▶ ASSIGNMENT: From the listing below, how many lines hold the word "iter"? Write only the number.

▶ RECORDS SHOWN:
//! Assembly of placed parts into one global flow graph.

use crate::graph::{FlowEdge, FlowGraph};
use gf_catalog::{Catalog, Part};
use gf_core::{EdgeId, NodeId, PartId};
use gf_geometry::GridPoint;
use std::collections::BTreeMap;
use tracing::{debug, warn};

/// Merge every part's transformed routes into one graph.
///
/// Never fails: unknown part types and closed parts contribute no routes
/// (the catalog already logged them), and open route ends degrade to
/// implicit closed sinks. Each call allocates fresh state; nothing is
/// shared between solves.
pub fn assemble(parts: &[Part], catalog: &Catalog) -> FlowGraph {
    let mut points: Vec<GridPoint> = Vec::new();
    let mut index: BTreeMap<GridPoint, NodeId> = BTreeMap::new();
    let mut edges: Vec<FlowEdge> = Vec::new();

    let mut intern = |point: GridPoint, points: &mut Vec<GridPoint>| -> NodeId {
        *index.entry(point).or_insert_with(|| {
            let id = NodeId::from_index(points.len() as u32);
            points.push(point);
            id
        })
    };

    for (part_idx, part) in parts.iter().enumerate() {
        let placement = catalog.placement(part);
        let transitions = catalog.transitions_for(part);

        for (origin, routes) in &transitions {
            let from = intern(placement.local_to_global(*origin), &mut points);
            for route in routes {
                let to = intern(placement.local_to_global(route.out), &mut points);
                edges.push(FlowEdge {
                    id: EdgeId::from_index(edges.len() as u32),
                    part: PartId::from_index(part_idx as u32),
                    from,
                    to,
                    from_local: *origin,
                    to_local: route.out,
                    friction: route.friction,
                    pressure: route.pressure,
                    liquids: route.liquids.clone(),
                    source: route.source,
                    sink: route.sink,
                });
            }
        }
    }

    let (out_offsets, out_edges) = adjacency(points.len(), &edges, |e| e.from);
    let (in_offsets, in_edges) = adjacency(points.len(), &edges, |e| e.to);

    let graph = FlowGraph {
        points,
        index,
        edges,
        out_offsets,
        out_edges,
        in_offsets,
        in_edges,
        part_count: parts.len(),
    };

    for node in graph.dead_ends() {
        // Open route ends are legal (half-built layouts); they become
        // closed ends that receive no flow. A border point expected a
        // neighboring part, so that mismatch is surfaced louder than a
        // part-internal stub.
        if let Some(point) = graph.point(node) {
            if point.on_cell_border() {
                warn!(%point, "route end has no neighbor, treating as closed");
            } else {
                debug!(%point, "interior route end, treating as closed");
            }
        }
    }

    graph
}

/// Build compact offset adjacency for one direction.
fn adjacency(
    node_count: usize,
    edges: &[FlowEdge],
    endpoint: impl Fn(&FlowEdge) -> NodeId,
) -> (Vec<usize>, Vec<EdgeId>) {
    let mut per_node: Vec<Vec<EdgeId>> = vec![Vec::new(); node_count];
    for edge in edges {
        per_node[endpoint(edge).index() as usize].push(edge.id);
    }

    let mut offsets = Vec::with_capacity(node_count + 1);
    let mut flat = Vec::with_capacity(edges.len());
    offsets.push(0);
    for mut list in per_node {
        // Edge IDs are already in insertion order; keep it explicit.
        list.sort_by_key(|e| e.index());
        flat.extend_from_slice(&list);
        offsets.push(flat.len());
    }
    (offsets, flat)
}

#[cfg(test)]
mod tests {
    use super::*;
    use gf_geometry::{LEFT, RIGHT};

    #[test]
    fn adjacent_tubes_share_a_node() {
        let catalog = Catalog::builtin();
        let parts = vec![
            Part::new("StraightTube", 0, 0),
            Part::new("StraightTube", 1, 0),
        ];
        let graph = assemble(&parts, &catalog);

        // Endpoints: (0,0.5), (1,0.5) shared, (2,0.5).
        assert_eq!(graph.node_count(), 3);
        assert_eq!(graph.edges().len(), 4);

        let shared = graph.node_at(RIGHT).unwrap();
        assert_eq!(graph.outgoing(shared).len(), 2);
        assert_eq!(graph.incoming(shared).len(), 2);
    }

    #[test]
    fn open_ends_are_dead_ends() {
        let catalog = Catalog::builtin();
        let parts = vec![Part::new("CheckValve", 0, 0)];
        let graph = assemble(&parts, &catalog);

        // One edge LEFT -> RIGHT; RIGHT has no outgoing routes.
        let right = graph.node_at(RIGHT).unwrap();
        assert!(graph.is_dead_end(right));
        let left = graph.node_at(LEFT).unwrap();
        assert!(!graph.is_dead_end(left));
    }

    #[test]
    fn internal_stubs_are_interior_dead_ends() {
        let catalog = Catalog::builtin();
        let graph = assemble(&[Part::new("SystemOutput", 0, 0)], &catalog);

        // The drain's private stub absorbs flow; it expects no neighbor.
        let stubs: Vec<_> = graph.dead_ends().collect();
        assert_eq!(stubs.len(), 1);
        assert!(!graph.point(stubs[0]).unwrap().on_cell_border());

        // An unconnected one-way part leaves a border point dangling.
        let graph = assemble(&[Part::new("CheckValve", 0, 0)], &catalog);
        let dangling: Vec<_> = graph.dead_ends().collect();
        assert_eq!(dangling.len(), 1);
        assert!(graph.point(dangling[0]).unwrap().on_cell_border());
    }

    #[test]
    fn closed_part_contributes_no_edges_but_counts() {
        let catalog = Catalog::builtin();
        let mut valve = Part::new("Valve", 0, 0);
        valve.closed = true;
        let graph = assemble(&[valve], &catalog);

        assert_eq!(graph.edges().len(), 0);
        assert_eq!(graph.part_count(), 1);
    }

    #[test]
    fn edges_remember_their_part_and_local_points() {
        let catalog = Catalog::builtin();
        let parts = vec![
            Part::new("StraightTube", 5, 5),
            Part::new("Pump", 6, 5),
        ];
        let graph = assemble(&parts, &catalog);

        let pump_edges: Vec<_> = graph
            .edges()
            .iter()
            .filter(|e| e.part.index() == 1)
            .collect();
        assert_eq!(pump_edges.len(), 2);
        for edge in pump_edges {
            assert!(edge.from_local == LEFT || edge.from_local == RIGHT);
        }
    }

    #[test]
    fn rotated_part_merges_with_neighbor() {
        let catalog = Catalog::builtin();
        // An elbow (UP<->RIGHT) rotated 90 becomes RIGHT<->DOWN; its DOWN
        // meets the UP of whatever sits below... here, rotate so that it
        // meets a straight tube to the right instead.
        let parts = vec![
            Part::new("ElbowTube", 0, 0).with_rotation(90),
            Part::new("StraightTube", 1, 0),
        ];
        let graph = assemble(&parts, &catalog);

        let shared = graph.node_at(RIGHT).unwrap();
        assert_eq!(graph.outgoing(shared).len(), 2);
    }
}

▶ EXPECTED ANSWER: 2